Getting IUnknown from __ComObject
I’m working in an environment with a lot of mixed managed (F#) and unmanaged (C++ COM) code. One of the big problems with this is the mix of lifetime management techniques; .NET uses garbage collection while COM relies on reference counting. Furthermore .NET garbage collection is somewhat non-deterministic, which adds further complexity.
So quite often in our mixed code-base, we find that the .NET garbage collection process doesn’t kick in when we need it to. For instance, when we’ve allocated a lot of memory in the COM code that .NET isn’t aware of. Memory exhaustion has to get pretty bad for the GC to occur at any other time than during a .NET allocation, either the system-wide low-memory event has to be signalled or an OutOfMemoryException
needs to be thrown.
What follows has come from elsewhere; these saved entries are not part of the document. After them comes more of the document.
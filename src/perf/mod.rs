//! Performance recorder - per-transition and per-operation latency capture
//!
//! Every state transition and every timed venue operation lands here so a
//! finished instance can report whether it met its latency budget.

use serde::Serialize;
use std::collections::{BTreeMap, HashMap};
use std::future::Future;
use std::time::{Duration, Instant};

/// One recorded state change.
#[derive(Debug, Clone, Serialize)]
pub struct TransitionRecord {
    pub from: &'static str,
    pub to: &'static str,
    pub reason: String,
    /// Offset from instance start
    pub at_us: u64,
    /// Time spent in the handler that produced this transition
    pub handler_us: u64,
    /// Time spent in `from`
    pub dwell_us: u64,
}

/// Latency distribution of one measurement series.
#[derive(Debug, Clone, Default, PartialEq, Serialize)]
pub struct LatencyStats {
    pub count: usize,
    pub mean_us: u64,
    pub p50_us: u64,
    pub p95_us: u64,
    pub p99_us: u64,
    pub max_us: u64,
}

impl LatencyStats {
    pub fn from_samples(samples: &[Duration]) -> Self {
        if samples.is_empty() {
            return Self::default();
        }

        let mut sorted: Vec<u64> = samples.iter().map(|d| d.as_micros() as u64).collect();
        sorted.sort_unstable();

        let count = sorted.len();
        let total: u64 = sorted.iter().sum();
        let percentile = |p: usize| -> u64 {
            let idx = ((count * p) / 100).min(count - 1);
            sorted[idx]
        };

        Self {
            count,
            mean_us: total / count as u64,
            p50_us: percentile(50),
            p95_us: percentile(95),
            p99_us: percentile(99),
            max_us: sorted[count - 1],
        }
    }
}

/// Summary attached to every strategy result.
#[derive(Debug, Clone, Default, Serialize)]
pub struct PerformanceSummary {
    pub transitions: usize,
    pub handler_latency: LatencyStats,
    pub sla_target_us: u64,
    pub sla_breaches: usize,
    pub operations: BTreeMap<String, LatencyStats>,
}

impl PerformanceSummary {
    pub fn meets_sla(&self) -> bool {
        self.sla_breaches == 0
    }
}

#[derive(Debug, Clone)]
pub struct PerformanceRecorder {
    started: Instant,
    last_transition: Instant,
    transition_sla: Duration,
    transitions: Vec<TransitionRecord>,
    handler_samples: Vec<Duration>,
    operations: HashMap<&'static str, Vec<Duration>>,
    sla_breaches: usize,
}

impl PerformanceRecorder {
    pub fn new(transition_sla: Duration) -> Self {
        let now = Instant::now();
        Self {
            started: now,
            last_transition: now,
            transition_sla,
            transitions: Vec::new(),
            handler_samples: Vec::new(),
            operations: HashMap::new(),
            sla_breaches: 0,
        }
    }

    pub fn record_transition(
        &mut self,
        from: &'static str,
        to: &'static str,
        reason: impl Into<String>,
        handler_latency: Duration,
    ) {
        let now = Instant::now();
        if handler_latency > self.transition_sla {
            self.sla_breaches += 1;
        }
        self.handler_samples.push(handler_latency);
        self.transitions.push(TransitionRecord {
            from,
            to,
            reason: reason.into(),
            at_us: now.duration_since(self.started).as_micros() as u64,
            handler_us: handler_latency.as_micros() as u64,
            dwell_us: now.duration_since(self.last_transition).as_micros() as u64,
        });
        self.last_transition = now;
    }

    pub fn record_operation(&mut self, name: &'static str, elapsed: Duration) {
        self.operations.entry(name).or_default().push(elapsed);
    }

    /// Await `fut` and record how long it took under `name`.
    pub async fn time_async<F, T>(&mut self, name: &'static str, fut: F) -> T
    where
        F: Future<Output = T>,
    {
        let started = Instant::now();
        let out = fut.await;
        self.record_operation(name, started.elapsed());
        out
    }

    pub fn transitions(&self) -> &[TransitionRecord] {
        &self.transitions
    }

    pub fn operation_count(&self, name: &str) -> usize {
        self.operations.get(name).map(Vec::len).unwrap_or(0)
    }

    pub fn summary(&self) -> PerformanceSummary {
        PerformanceSummary {
            transitions: self.transitions.len(),
            handler_latency: LatencyStats::from_samples(&self.handler_samples),
            sla_target_us: self.transition_sla.as_micros() as u64,
            sla_breaches: self.sla_breaches,
            operations: self
                .operations
                .iter()
                .map(|(name, samples)| (name.to_string(), LatencyStats::from_samples(samples)))
                .collect(),
        }
    }
}

#[cfg(test)]
mod tests {
    use super::*;

    #[test]
    fn test_latency_stats_percentiles() {
        let samples: Vec<Duration> = (1..=100).map(Duration::from_micros).collect();
        let stats = LatencyStats::from_samples(&samples);
        assert_eq!(stats.count, 100);
        assert_eq!(stats.max_us, 100);
        assert_eq!(stats.p50_us, 51);
        assert_eq!(stats.p99_us, 100);
        assert_eq!(stats.mean_us, 50);
    }

    #[test]
    fn test_empty_samples() {
        assert_eq!(LatencyStats::from_samples(&[]), LatencyStats::default());
    }

    #[test]
    fn test_sla_breaches_counted() {
        let mut rec = PerformanceRecorder::new(Duration::from_micros(500));
        rec.record_transition("A", "B", "fast", Duration::from_micros(100));
        rec.record_transition("B", "C", "slow", Duration::from_millis(3));
        let summary = rec.summary();
        assert_eq!(summary.transitions, 2);
        assert_eq!(summary.sla_breaches, 1);
        assert!(!summary.meets_sla());
        assert_eq!(rec.transitions()[1].from, "B");
    }

    #[tokio::test]
    async fn test_time_async_records_operation() {
        let mut rec = PerformanceRecorder::new(Duration::from_millis(1));
        let value = rec.time_async("quote", async { 7 }).await;
        assert_eq!(value, 7);
        assert_eq!(rec.operation_count("quote"), 1);
        assert!(rec.summary().operations.contains_key("quote"));
    }
}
In both of these cases it’s probably too late to do anything about it.
In this case it’s extremely useful to be able to see what .NET objects are still alive, and what COM objects they’re hanging on to. Unfortunately this isn’t as easy as it might seem.
The COM object itself hides within a weakly-typed System.__ComObject
or a strongly-typed managed wrapper, depending on whether rich type information is available. Furthermore, a runtime controller RCW (runtime callable wrapper) is what actually holds a pointer to the object itself, and this structure is internal to mscorwks.dll.
So how can we untangle this and, on finding a __ComObject
that happens to still be alive (i.e. is not reachable in the object graph and is therefore eligible for garbage collection) identify which COM object it’s hanging on to.
First of all, let’s see how many __ComObjects
are still alive. In this case, it’s only one (phew!):
0:005> !DumpHeap -type __ComObject
Address MT Size
01453b74 79306e60 16
total 1 objects
Statistics:
MT Count TotalSize Class Name
79306e60 1 16 System.__ComObject
Total 1 objects
And you remember the layout of .NET objects in memory, don’t you? Of course you do! The 4 bytes prior to the address displayed (01453b74
) are the “object header”. The exact content of the header is apparently undocumented. Let’s see what it contains (at least on a 32-bit platform, your mileage may vary):
0:005> dd 01453b74-4 L1
01453b70 08000002
According to various sources the object header contains 2 fields; a handle and a sync block index. If the object is an RCW, the handle is always 0x08000. You can use the index with SOS’s !syncblk
command to de-reference it:
0:005> !syncblk 2
Index SyncBlock MonitorHeld Recursion Owning Thread Info SyncBlock Owner
2 001e0fec 0 0 00000000 none 01453b74 System.__ComObject
-----------------------------
Total 3
CCW 0
RCW 1
ComClassFactory 0
Free 0
The sync block itself is an undocumented structure, but after a bit of investigation, it turns out that at offset 0x1c there is a pointer to a further structure that contains the “interop information”:
0:005> dd 001e0fec+1c L1
001e1008 001e9510
And from this, we can obtain a pointer to the RCW itself. We’re almost there!
0:005> dd 001e9510+c L1
001e951c 001e5380
The RCW is a pretty large structure, but for our purposes there are only a couple of interesting fields: the IUnknown pointer at 0x64, and the object’s virtual function table pointer at 0x88. If you use dds
you can easily see any symbols associated with these pointers:
0:005> dds 01e5380+64 L1
001e53e4 00ef6c24
0:005> dds 01e5380+88 L1
001e5408 00eb9710 rcwrepro!ATL::CComObject<ctestobject>::`vftable'
This is the salient information; we now know exactly what type of COM object we’re dealing with. This is obviously a bit fragile, given that it relies on structures from mscorwks that may well change in newer versions of the runtime (I’ll check on .NET 4 when I get a chance). It’s also a bit of a pain to go through all these steps manually in WinDbg, so I put together a simple extension DLL to do it automatically given the address of the __ComObject. I’ll upload that and blog about it soon.